Академик Пирогов. Избранные сочинения - страница 71
Я не могу убедиться, – хотя мое собственное убеждение и не могу подтвердить фактами, – чтобы во всей вселенной наш мозг был единственным органом мышления; чтобы все в мире, кроме нашей мысли, было безумно и бессмысленно, и чтобы она одна придавала миросозданию смысл и разумную целесообразность. При таком одностороннем воззрении мне чрезвычайно странным кажется значение нашего мозга; выходит так, что в целой вселенной он один, ощущая внешние впечатления и не ощущая самого себя, служит местом проявления какого-то «я», вовсе не признающего своей солидарности с местом своего происхождения и как будто ему постороннего. Поэтому мне сдается не более и не менее правдоподобным другое предположение, что это пресмутное и странное наше «я» заносится в мозг и развивается там вместе с ощущениями от приносимых в него внешних впечатлений; другими словами ставится вопрос: не приносится ли наше «я» извне, и не есть ли оно именно мировая мысль, встречающая в мозге аппарат, искусно сработанный ad hoc[38] силою жизни и назначенный ею для олицетворения и обособления мирового ума? В таком случае мозг был бы искусно сплетенною сетью для удержания и проявления в личном виде этого вселенского разума.

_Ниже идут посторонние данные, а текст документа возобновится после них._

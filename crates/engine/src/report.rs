//! Execution reports.

use serde::{Deserialize, Serialize};
use serde_json::Value;
use webpilot_core::{Alias, ExecutionId, Position};
use webpilot_workflow::NodeType;

use crate::error::NodeFailure;

/// Terminal status of a single node.
#[derive(Debug, Clone, Copy, PartialEq, Eq, Serialize, Deserialize)]
#[serde(rename_all = "snake_case")]
pub enum NodeStatus {
    /// The node ran and succeeded.
    Success,
    /// The node ran and failed.
    Error,
    /// The node was never reached (stop-on-error, cancellation).
    Skipped,
    /// The node was interrupted by cancellation.
    Cancelled,
    /// The node exceeded a deadline.
    Timeout,
}

impl NodeStatus {
    /// Whether this status halts the remaining selection.
    #[must_use]
    pub fn halts_execution(self) -> bool {
        !matches!(self, Self::Success)
    }
}

/// What a node wrote.
#[derive(Debug, Clone, Default, PartialEq, Eq, Serialize, Deserialize)]
pub struct EffectsSummary {
    /// Global keys written (full key paths).
    #[serde(default, skip_serializing_if = "Vec::is_empty")]
    pub variables_written: Vec<String>,
    /// Record ids created.
    #[serde(default, skip_serializing_if = "Vec::is_empty")]
    pub records_created: Vec<String>,
    /// Record ids updated.
    #[serde(default, skip_serializing_if = "Vec::is_empty")]
    pub records_updated: Vec<String>,
}

impl EffectsSummary {
    /// Whether nothing was written.
    #[must_use]
    pub fn is_empty(&self) -> bool {
        self.variables_written.is_empty()
            && self.records_created.is_empty()
            && self.records_updated.is_empty()
    }

    /// Fold another summary into this one.
    pub fn absorb(&mut self, other: Self) {
        self.variables_written.extend(other.variables_written);
        self.records_created.extend(other.records_created);
        self.records_updated.extend(other.records_updated);
    }
}

/// Report entry for one executed (or skipped) node.
#[derive(Debug, Clone, PartialEq, Serialize, Deserialize)]
pub struct NodeReport {
    /// The node's position at execution time.
    pub position: Position,
    /// The node's alias.
    pub alias: Alias,
    /// The node's type.
    pub node_type: NodeType,
    /// Terminal status.
    pub status: NodeStatus,
    /// Wall-clock duration.
    pub duration_ms: u64,
    /// The node's result, if it produced one.
    #[serde(default, skip_serializing_if = "Option::is_none")]
    pub result: Option<Value>,
    /// Failure detail when status is not `success`.
    #[serde(default, skip_serializing_if = "Option::is_none")]
    pub error: Option<NodeFailure>,
    /// What the node wrote.
    #[serde(default, skip_serializing_if = "EffectsSummary::is_empty")]
    pub effects: EffectsSummary,
}

impl NodeReport {
    /// A skipped-node entry.
    #[must_use]
    pub fn skipped(position: Position, alias: Alias, node_type: NodeType) -> Self {
        Self {
            position,
            alias,
            node_type,
            status: NodeStatus::Skipped,
            duration_ms: 0,
            result: None,
            error: None,
            effects: EffectsSummary::default(),
        }
    }
}

/// Terminal status of an execution run.
#[derive(Debug, Clone, Copy, PartialEq, Eq, Serialize, Deserialize)]
#[serde(rename_all = "snake_case")]
pub enum RunStatus {
    /// Every selected node succeeded.
    Completed,
    /// A node failed and the rest were skipped.
    Failed,
    /// The run was cancelled.
    Cancelled,
}

impl std::fmt::Display for RunStatus {
    fn fmt(&self, f: &mut std::fmt::Formatter<'_>) -> std::fmt::Result {
        let name = match self {
            Self::Completed => "completed",
            Self::Failed => "failed",
            Self::Cancelled => "cancelled",
        };
        f.write_str(name)
    }
}

/// The full report of one `execute_nodes` run.
#[derive(Debug, Clone, PartialEq, Serialize, Deserialize)]
pub struct ExecutionReport {
    /// The execution run's id.
    pub execution_id: ExecutionId,
    /// Terminal status.
    pub status: RunStatus,
    /// Wall-clock duration of the whole run.
    pub duration_ms: u64,
    /// Per-node entries, in execution order.
    pub nodes: Vec<NodeReport>,
}

#[cfg(test)]
mod tests {
    use super::*;
    use pretty_assertions::assert_eq;

    #[test]
    fn only_success_continues_execution() {
        assert!(!NodeStatus::Success.halts_execution());
        for status in [
            NodeStatus::Error,
            NodeStatus::Skipped,
            NodeStatus::Cancelled,
            NodeStatus::Timeout,
        ] {
            assert!(status.halts_execution());
        }
    }

    #[test]
    fn effects_absorb_concatenates() {
        let mut a = EffectsSummary {
            variables_written: vec!["x.count".into()],
            ..EffectsSummary::default()
        };
        a.absorb(EffectsSummary {
            records_created: vec!["email_001".into()],
            ..EffectsSummary::default()
        });
        assert_eq!(a.variables_written, vec!["x.count"]);
        assert_eq!(a.records_created, vec!["email_001"]);
    }

    #[test]
    fn report_serde_roundtrip() {
        let report = NodeReport::skipped(
            Position::new(3).unwrap(),
            Alias::new("classify").unwrap(),
            NodeType::Cognition,
        );
        let json = serde_json::to_value(&report).unwrap();
        assert_eq!(json["status"], serde_json::json!("skipped"));
        let back: NodeReport = serde_json::from_value(json).unwrap();
        assert_eq!(back, report);
    }
}
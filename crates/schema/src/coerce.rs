//! The fixed coercion set.
//!
//! Each repair is mechanical and type-directed; nothing here guesses at
//! semantics. Applied coercions are reported so validation errors can
//! say what was attempted.

use serde_json::{Map, Value};

use crate::declaration::{Schema, SchemaType};

/// One applied repair, anchored to the location it happened at.
#[derive(Debug, Clone, PartialEq, Eq, serde::Serialize, serde::Deserialize)]
#[serde(tag = "kind", rename_all = "snake_case")]
pub enum Coercion {
    /// An object keyed `"0".."n-1"` was rebuilt as an array.
    ObjectToArray {
        /// Where the repair happened.
        path: String,
        /// Number of elements recovered.
        len: usize,
    },
    /// A numeric string became a number.
    StringToNumber {
        /// Where the repair happened.
        path: String,
    },
    /// A `"true"`/`"false"` string (any case) became a boolean.
    StringToBoolean {
        /// Where the repair happened.
        path: String,
    },
    /// An object key differing from a declared property only by case was
    /// renamed to the canonical spelling.
    KeyCaseCorrected {
        /// Where the repair happened.
        path: String,
        /// The key as received.
        from: String,
        /// The canonical property name.
        to: String,
    },
    /// A missing non-required property was filled with `null`.
    FilledMissingOptional {
        /// The object the property was added to.
        path: String,
        /// The property name.
        name: String,
    },
}

/// Apply the fixed coercion set to `value`, directed by `schema`.
///
/// Returns the repaired value and the list of repairs, in application
/// order. Idempotent: coercing an already-coerced value applies nothing.
#[must_use]
pub fn coerce(value: &Value, schema: &Schema) -> (Value, Vec<Coercion>) {
    let mut applied = Vec::new();
    let coerced = coerce_at(value, schema, "$", &mut applied);
    (coerced, applied)
}

fn coerce_at(value: &Value, schema: &Schema, path: &str, applied: &mut Vec<Coercion>) -> Value {
    match schema.schema_type {
        SchemaType::Array => coerce_array(value, schema, path, applied),
        SchemaType::Number => coerce_number(value, path, applied),
        SchemaType::Boolean => coerce_boolean(value, path, applied),
        SchemaType::Object => coerce_object(value, schema, path, applied),
        SchemaType::String => value.clone(),
    }
}

fn coerce_array(value: &Value, schema: &Schema, path: &str, applied: &mut Vec<Coercion>) -> Value {
    let items: Vec<Value> = match value {
        Value::Array(items) => items.clone(),
        Value::Object(map) => match numeric_keyed_elements(map) {
            Some(elements) => {
                applied.push(Coercion::ObjectToArray {
                    path: path.to_owned(),
                    len: elements.len(),
                });
                elements
            }
            None => return value.clone(),
        },
        _ => return value.clone(),
    };

    match &schema.items {
        Some(item_schema) => Value::Array(
            items
                .iter()
                .enumerate()
                .map(|(index, item)| {
                    coerce_at(item, item_schema, &format!("{path}[{index}]"), applied)
                })
                .collect(),
        ),
        None => Value::Array(items),
    }
}

/// Recover elements from an object whose keys are exactly the decimal
/// strings `"0".."n-1"`, in numeric order.
fn numeric_keyed_elements(map: &Map<String, Value>) -> Option<Vec<Value>> {
    if map.is_empty() {
        return Some(Vec::new());
    }
    let mut indexed: Vec<(usize, &Value)> = Vec::with_capacity(map.len());
    for (key, item) in map {
        let index = key.parse::<usize>().ok()?;
        // Reject "01"-style keys so the reconstruction is unambiguous.
        if key != &index.to_string() {
            return None;
        }
        indexed.push((index, item));
    }
    indexed.sort_by_key(|(index, _)| *index);
    if indexed
        .iter()
        .enumerate()
        .any(|(expected, (index, _))| expected != *index)
    {
        return None;
    }
    Some(indexed.into_iter().map(|(_, item)| item.clone()).collect())
}

fn coerce_number(value: &Value, path: &str, applied: &mut Vec<Coercion>) -> Value {
    let Value::String(s) = value else {
        return value.clone();
    };
    let trimmed = s.trim();
    let number = trimmed
        .parse::<i64>()
        .map(serde_json::Number::from)
        .ok()
        .or_else(|| trimmed.parse::<f64>().ok().and_then(serde_json::Number::from_f64));
    match number {
        Some(n) => {
            applied.push(Coercion::StringToNumber {
                path: path.to_owned(),
            });
            Value::Number(n)
        }
        None => value.clone(),
    }
}

fn coerce_boolean(value: &Value, path: &str, applied: &mut Vec<Coercion>) -> Value {
    let Value::String(s) = value else {
        return value.clone();
    };
    let b = if s.eq_ignore_ascii_case("true") {
        true
    } else if s.eq_ignore_ascii_case("false") {
        false
    } else {
        return value.clone();
    };
    applied.push(Coercion::StringToBoolean {
        path: path.to_owned(),
    });
    Value::Bool(b)
}

fn coerce_object(value: &Value, schema: &Schema, path: &str, applied: &mut Vec<Coercion>) -> Value {
    let Value::Object(map) = value else {
        return value.clone();
    };
    let Some(properties) = &schema.properties else {
        return value.clone();
    };

    // Case-correct keys toward the canonical property names.
    let mut corrected = Map::with_capacity(map.len());
    for (key, item) in map {
        let canonical = if properties.contains_key(key) {
            None
        } else {
            properties
                .keys()
                .find(|name| name.eq_ignore_ascii_case(key))
                .cloned()
        };
        match canonical {
            Some(name) if !map.contains_key(&name) => {
                applied.push(Coercion::KeyCaseCorrected {
                    path: path.to_owned(),
                    from: key.clone(),
                    to: name.clone(),
                });
                corrected.insert(name, item.clone());
            }
            _ => {
                corrected.insert(key.clone(), item.clone());
            }
        }
    }

    // Recurse into known properties, then fill missing optionals.
    let mut result = Map::with_capacity(corrected.len());
    for (key, item) in &corrected {
        match properties.get(key) {
            Some(prop_schema) if !item.is_null() => {
                result.insert(
                    key.clone(),
                    coerce_at(item, prop_schema, &format!("{path}.{key}"), applied),
                );
            }
            _ => {
                result.insert(key.clone(), item.clone());
            }
        }
    }
    for name in properties.keys() {
        if !result.contains_key(name) && !schema.is_required(name) {
            applied.push(Coercion::FilledMissingOptional {
                path: path.to_owned(),
                name: name.clone(),
            });
            result.insert(name.clone(), Value::Null);
        }
    }

    Value::Object(result)
}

Во всяком случае, это, по-видимому, фантастическое предположение мне кажется все-таки более вероятным, чем то, вышедшее из школы чистокровных материалистов[39], по которому наша мысль приводится в зависимость от мозгового фосфора. Сколько бы я ни ел рыбы и гороху (по совету Молешотта), никогда я не соглашусь отдать мое «я» в крепостную зависимость от продукта, случайно полученного алхимиею из мочи. Если нам суждено в наших мировоззрениях подвергаться постоянно иллюзиям, то моя иллюзия, по крайней мере, утешительна. Она мне представляет вселенную разумною и деятельность действующих в ней сил целесообразною и осмысленною, а мое «я» – не продуктом химических и гистологических элементов, а олицетворением общего, вселенского разума, который я представляю себе свободно действующим по тем же законам, которые начертаны им и для моего разума, но не стесненным нашею человечески- сознательною индивидуальностью.
19 февраля [1880 г.]. Отличная погода при –1 °R (утром ясно и тихо для дня двадцатипятилетия).
25 лет тому назад я встречал этот день в Севастополе. Тогдашние занятия на перевязочном пункте и моя болезнь (тифоид) не позволили ясно сохраниться произведенному на нас впечатлению известием о новом вступлении на престол. Я помню только о каком-то безгласном изумлении при получении известия о кончине императора Николая. Мы почти ничего не знали о его болезни. Пред неожиданным отъездом великих князей (Николая и Михаила) из Севастополя разнесся слух о болезни императрицы, и никому из нас и в голову не приходило, что нас ожидало такое важное событие. О каких-либо предстоящих переменах с восшествием на престол нового государя тогда некогда было помышлять. У всех одно было на уме – настоящее, весьма неприглядное. Неприятель приближался своими осадными работами; предстояли новые битвы и кровопролития; все были уверены, что, несмотря на перемену правления, до мира еще далеко. Газет мы тогда почти не читали; они приходили Бог знает когда, да и читать было некогда.
25 лет прошло с тех пор. Многое великое совершилось, много хорошего. Многое переменилось к лучшему; но юбилей омрачен новым Севастополем, также доморощенным и также не без внешнего влияния, тревожащим Россию. Уже давно появившаяся в цивилизованном мире болезнь, именуемая мирскою печалью или болью, «Weltschmerz», развилась и у нас. Но наши мирские печальники еще решительнее западных, не задумались прибегнуть тотчас же к самым печальным мерам для излечения своей болезни; но об этом поговорю после.